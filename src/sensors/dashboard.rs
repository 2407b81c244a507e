use crate::sensors::generator::{self, NoiseSource};
use crate::sensors::{SensorKind, SensorRecord};

/// Owns every sensor record and the streaming flag; the UI only reads it
pub struct Dashboard {
    sensors: Vec<SensorRecord>,
    streaming: bool,
    /// Monotonic id counter. Ids are never reused after a removal, so a
    /// removed widget's id can't resurface on a later add.
    next_id: u64,
}

impl Dashboard {
    pub fn new() -> Self {
        Self {
            sensors: Vec::new(),
            streaming: false,
            next_id: 0,
        }
    }

    pub fn sensors(&self) -> &[SensorRecord] {
        &self.sensors
    }

    pub fn is_empty(&self) -> bool {
        self.sensors.is_empty()
    }

    pub fn is_streaming(&self) -> bool {
        self.streaming
    }

    /// Add a sensor; if the stream is live it gets a first reading immediately
    pub fn add_sensor(
        &mut self,
        kind: SensorKind,
        elapsed_secs: f64,
        noise: &mut dyn NoiseSource,
    ) -> u64 {
        let id = self.next_id;
        self.next_id += 1;
        let mut record = SensorRecord::new(id, kind);
        if self.streaming {
            let value = generator::reading(kind, elapsed_secs, noise);
            record.push(value, elapsed_secs);
        }
        self.sensors.push(record);
        id
    }

    pub fn remove_sensor(&mut self, id: u64) -> bool {
        let before = self.sensors.len();
        self.sensors.retain(|s| s.id != id);
        self.sensors.len() != before
    }

    pub fn toggle_stream(&mut self) -> bool {
        self.streaming = !self.streaming;
        self.streaming
    }

    /// Drop every record and stop the stream
    pub fn clear(&mut self) {
        self.sensors.clear();
        self.streaming = false;
    }

    /// One generation pass over every record; called once per second while
    /// streaming
    pub fn tick(&mut self, elapsed_secs: f64, noise: &mut dyn NoiseSource) {
        if !self.streaming {
            return;
        }
        for sensor in &mut self.sensors {
            let value = generator::reading(sensor.kind, elapsed_secs, noise);
            sensor.push(value, elapsed_secs);
        }
    }
}

#[cfg(test)]
mod tests {
    use super::*;
    use crate::constants::SENSOR_WINDOW;
    use crate::sensors::generator::test_support::StubNoise;

    fn zero_noise() -> StubNoise {
        StubNoise::new(vec![0.0])
    }

    #[test]
    fn window_caps_at_twenty_most_recent() {
        let mut dash = Dashboard::new();
        let mut noise = zero_noise();
        dash.add_sensor(SensorKind::Temperature, 0.0, &mut noise);
        dash.toggle_stream();
        for i in 0..25 {
            dash.tick(i as f64, &mut noise);
        }
        let sensor = &dash.sensors()[0];
        assert_eq!(sensor.series.len(), SENSOR_WINDOW);

        // Last element is the 25th generated value (tick at t = 24 s)
        let expected = generator::reading(SensorKind::Temperature, 24.0, &mut zero_noise());
        assert_eq!(*sensor.series.back().unwrap(), expected);

        // Chronological order: window holds readings for t = 5..=24
        let front = generator::reading(SensorKind::Temperature, 5.0, &mut zero_noise());
        assert_eq!(*sensor.series.front().unwrap(), front);
    }

    #[test]
    fn ids_are_never_reused_after_removal() {
        let mut dash = Dashboard::new();
        let mut noise = zero_noise();
        let a = dash.add_sensor(SensorKind::Temperature, 0.0, &mut noise);
        let b = dash.add_sensor(SensorKind::Humidity, 0.0, &mut noise);
        let c = dash.add_sensor(SensorKind::Pressure, 0.0, &mut noise);
        assert!(dash.remove_sensor(b));
        let d = dash.add_sensor(SensorKind::Light, 0.0, &mut noise);
        assert_ne!(d, a);
        assert_ne!(d, c);
        assert_ne!(d, b);
    }

    #[test]
    fn adding_while_streaming_produces_an_immediate_reading() {
        let mut dash = Dashboard::new();
        let mut noise = zero_noise();
        dash.toggle_stream();
        dash.add_sensor(SensorKind::Humidity, 3.0, &mut noise);
        assert_eq!(dash.sensors()[0].series.len(), 1);
    }

    #[test]
    fn adding_while_stopped_starts_with_an_empty_series() {
        let mut dash = Dashboard::new();
        let mut noise = zero_noise();
        dash.add_sensor(SensorKind::Humidity, 0.0, &mut noise);
        assert!(dash.sensors()[0].series.is_empty());
    }

    #[test]
    fn tick_is_a_no_op_while_stopped() {
        let mut dash = Dashboard::new();
        let mut noise = zero_noise();
        dash.add_sensor(SensorKind::Light, 0.0, &mut noise);
        dash.tick(1.0, &mut noise);
        assert!(dash.sensors()[0].series.is_empty());
    }

    #[test]
    fn clear_drops_records_and_stops_streaming() {
        let mut dash = Dashboard::new();
        let mut noise = zero_noise();
        dash.add_sensor(SensorKind::Temperature, 0.0, &mut noise);
        dash.toggle_stream();
        dash.clear();
        assert!(dash.is_empty());
        assert!(!dash.is_streaming());
    }

    #[test]
    fn remove_unknown_id_reports_false() {
        let mut dash = Dashboard::new();
        assert!(!dash.remove_sensor(42));
    }
}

· · · · · · ·

_Work request_
Find every line of the data that includes the string "SensorRecord". Copy each of those lines.

_Result for this task_
use crate::sensors::{SensorKind, SensorRecord};
    sensors: Vec<SensorRecord>,
    pub fn sensors(&self) -> &[SensorRecord] {
        let mut record = SensorRecord::new(id, kind);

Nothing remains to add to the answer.